正直者の吸血鬼をからかうのを一先ずここまでにして、エリクは視線を国王に戻す。
「実際に見せれば納得すると思う。王様が言わないんなら皆をつれて行くよ」
国王は、黙ったままだ。
「まあ、その前に解決しなきゃいけない問題があるけどね。クアラルちゃんを王女って認知する書類を書いて下さいな」
「それは俺、ぜってー認めねえ!」
ロを挟んだのは当然のごとくアレスタン。クアラルは彼の方に向き直り、眉を吊り上げて反論する。
「何でよ?!」
「だって、俺は王になるべくして、分けわかんねーこと色々教え込まれて育ったんだぜ?俺はこの国が好きだし王になりたいと思ってる。なのにあんたがいきなり女王様とかになっちまったら勉強だらけだった幼少の俺と王になりたいと思う今の俺はどうしたら良いっての?」
「私は別に王様なんかなりたくないわ。王位なんて欲しくない。ただ死にたくないだけよ」
言われてアレスタンはきょとんとして
「死にたく……って何?ナニソレ」
「三日後に魔女裁判にかけられるのよ私」
その発言に王と王子は目を丸くする。構わずクアラルは続けた。
「でも無実の罪で殺されるなんてまっぴら。絶対に嫌だわ。だから裁判で無実にしてみせる。そのためには王家の血筋が欲しいの。お願い、私をあなたの妹って認めて」
「あ……でも、誰かがあんたの後見人とかになって、あんたを女王様に仕立て上げる可能性だってあるわけだろ?そんで、あんたが女だとか、そーゆーことでその誰かが政治に口出しまくるとかさ」
「じゃああなたは私が殺されることなんてどうだって良いって言うのね?!」
「そうは言ってな……」
アレスタンが言い終わるより早く、彼女は今度は国王の前に膝をついた。
「お願いします。私をあなたの娘として認知して下さい。私は母の家と母の菜園を手放したくないし、死にたくもありません」
「菜園……?」
国王はそう呟いてから少し左右に首を振って答える。
「……君が……あの町で暮らしているところに、誰かが君を利用しようと近づくかもしれない。
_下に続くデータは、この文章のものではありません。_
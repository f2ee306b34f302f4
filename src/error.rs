//! Unified error types for chatlens.
//!
//! A single [`ChatlensError`] enum covers all error cases in the library,
//! following the pattern used by crates like `serde_json` and `csv`.
//!
//! Parsing itself is deliberately forgiving: empty or non-matching input
//! yields an empty table, and an unparseable timestamp keeps its row with
//! the time fields absent. Errors here are for I/O, output encoding, and
//! invalid caller requests.

use std::io;

use thiserror::Error;

/// A specialized [`Result`] type for chatlens operations.
pub type Result<T> = std::result::Result<T, ChatlensError>;

/// The error type for all chatlens operations.
#[derive(Debug, Error)]
#[non_exhaustive]
pub enum ChatlensError {
    /// An I/O error occurred reading the export or writing output.
    #[error("IO error: {0}")]
    Io(#[from] io::Error),

    /// CSV writing error.
    #[error("CSV error: {0}")]
    Csv(#[from] csv::Error),

    /// JSON serialization error.
    #[error("JSON error: {0}")]
    Json(#[from] serde_json::Error),

    /// The requested sender does not appear in the parsed table.
    #[error("Unknown user '{name}'. Use 'Overall' or one of the senders in the export")]
    UnknownUser {
        /// The sender name that was requested.
        name: String,
    },
}

impl ChatlensError {
    /// Creates an [`UnknownUser`](ChatlensError::UnknownUser) error.
    pub fn unknown_user(name: impl Into<String>) -> Self {
        ChatlensError::UnknownUser { name: name.into() }
    }
}
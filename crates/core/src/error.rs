//
// Copyright (c) 2026 ARXSEAL CONTRIBUTORS
// This source code is subject to the terms of the Mozilla Public License, v. 2.0.
// If a copy of the MPL was not distributed with this file, You can obtain one at https://mozilla.org/MPL/2.0/.
//
// Project: arxseal — client-side envelope encryption SDK for the ARX key-management service.
//

//! Unified error hierarchy for the arxseal SDK.

use thiserror::Error;

/// Top-level error type returned by every public SDK call.
///
/// Variants map to the error kinds of the protocol, not to individual failure
/// sites: callers dispatch on `kind()`, not on which internal step failed.
#[derive(Error, Debug)]
pub enum ArxError {
    #[error("invalid input: {0}")]
    InvalidInput(String),

    #[error("server error: {0}")]
    Server(String),

    #[error("rate limited: {0}")]
    RateLimited(String),

    #[error("transport exhausted retries: {0}")]
    Transport(String),
}

impl ArxError {
    pub fn kind(&self) -> ErrorKind {
        match self {
            ArxError::InvalidInput(_) => ErrorKind::InvalidInput,
            ArxError::Server(_) => ErrorKind::Server,
            ArxError::RateLimited(_) => ErrorKind::RateLimited,
            ArxError::Transport(_) => ErrorKind::Transport,
        }
    }

    pub(crate) fn server(context: impl Into<String>, cause: impl std::fmt::Display) -> Self {
        ArxError::Server(format!("{}: {}", context.into(), cause))
    }

    pub(crate) fn invalid(context: impl Into<String>) -> Self {
        ArxError::InvalidInput(context.into())
    }
}

/// Dispatch key for [`ArxError`]; coarser than the enum so callers can match
/// without depending on message text.
#[derive(Debug, Clone, Copy, PartialEq, Eq)]
pub enum ErrorKind {
    InvalidInput,
    Server,
    RateLimited,
    Transport,
}

/// Errors from the cryptographic primitive layer (§4.C, §4.D).
///
/// These are never returned directly to callers; [`ArxError::Server`] or
/// [`ArxError::InvalidInput`] wraps them so that unwrap/open failures don't
/// leak which internal step failed (avoids oracle behaviour).
#[derive(Error, Debug)]
pub enum CryptoError {
    #[error("invalid key size: {0}")]
    InvalidKeySize(String),

    #[error("seal failed")]
    SealFailed,

    #[error("open failed")]
    OpenFailed,

    #[error("invalid wrapping key format")]
    InvalidWrappingKeyFormat,

    #[error("invalid key")]
    InvalidKey,

    #[error("invalid cipher data")]
    InvalidCipherData,

    #[error("unknown algorithm: {0}")]
    UnknownAlgorithm(String),
}

/// Errors from the HTTP transport layer (§4.H).
#[derive(Error, Debug)]
pub enum TransportError {
    #[error("request failed: {0}")]
    Request(#[from] reqwest::Error),

    #[error("rate limited: {0}")]
    RateLimited(String),

    #[error("server responded {status}: {message}")]
    ServerStatus { status: u16, message: String },

    #[error("retries exhausted after {attempts} attempt(s)")]
    RetriesExhausted { attempts: u32 },
}

/// Errors from the key-manager client (§4.J).
#[derive(Error, Debug)]
pub enum KeyManagerError {
    #[error("transport error: {0}")]
    Transport(#[from] TransportError),

    #[error("response decode failed: {0}")]
    Decode(#[from] serde_json::Error),

    #[error("unsupported wrapping algorithm: {0}")]
    UnsupportedWrappingAlgorithm(String),

    #[error("unwrap failed: {0}")]
    Unwrap(#[from] CryptoError),

    #[error("invalid base64 field: {0}")]
    InvalidBase64(String),
}

impl From<CryptoError> for ArxError {
    fn from(err: CryptoError) -> Self {
        match err {
            CryptoError::InvalidKeySize(_) => ArxError::invalid(err.to_string()),
            _ => ArxError::Server(err.to_string()),
        }
    }
}

impl From<TransportError> for ArxError {
    fn from(err: TransportError) -> Self {
        match err {
            TransportError::RateLimited(msg) => ArxError::RateLimited(msg),
            TransportError::RetriesExhausted { .. } => ArxError::Transport(err.to_string()),
            _ => ArxError::Server(err.to_string()),
        }
    }
}

impl From<KeyManagerError> for ArxError {
    fn from(err: KeyManagerError) -> Self {
        match err {
            KeyManagerError::Transport(t) => t.into(),
            _ => ArxError::Server(err.to_string()),
        }
    }
}
//
// Copyright (c) 2026 ARXSEAL CONTRIBUTORS
// This source code is subject to the terms of the Mozilla Public License, v. 2.0.
// If a copy of the MPL was not distributed with this file, You can obtain one at https://mozilla.org/MPL/2.0/.
//
// Project: arxseal — client-side envelope encryption SDK for the ARX key-management service.
//

//! Pure cryptographic primitives: random source, digest/signer, AEAD suites,
//! and the RSA-OAEP unwrap primitive. No I/O, no business logic, no key
//! management — those live in `keys`, `envelope`, `connection`, and `client`.

pub mod aead;
pub mod hasher;
pub mod random;
pub mod unwrap;

pub use aead::{AeadSuite, CipherAlgorithm};
pub use hasher::Hasher;
pub use random::RandomSource;
pub use unwrap::unwrap_key;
そうならないように、君がこの王宮で王女として暮らしてくれるなら、認知をしよう」
その言葉を聞いてクアラルは怒りに頬を紅潮させて立ち上がった。
「そうじゃないって言ってるじゃないっ。私はここで暮らす気はないの!わがままなお願いだってわかってるけど、父親ならきいてくれたって良いでしょ?!顔も見たことない父親に頼ろうとした私が馬鹿だったわよ!」
そして入って来た方向に大股で歩き出し
「戻りましょ、エリクさん!」
エリクとすれ違いざまに乱暴に言うと
「王侯貴族なんて大っ嫌いよ!」
首飾りを外し、王の足元に投げつけた。そのまま部屋の外へと出て行ってしまう。
仕方なしにフェザーナートとエリクも後に続く。エリクがふと思い出したように、
「あ、王子様、ここに来る時使った馬車貰うから」
「お前それ平然と言うなよ」
言ったのを呆れたようにアレスタンが言葉を返す。どうやら口調から判断して、了解ということらしい。
そして、三人のいなくなった部屋で、遠ざかる足音を聞きながらアレスタンが国王に尋ねた。
「オッサン、あんたこれで良いわけ?」
「……」
王は、何も言おうとしなかった。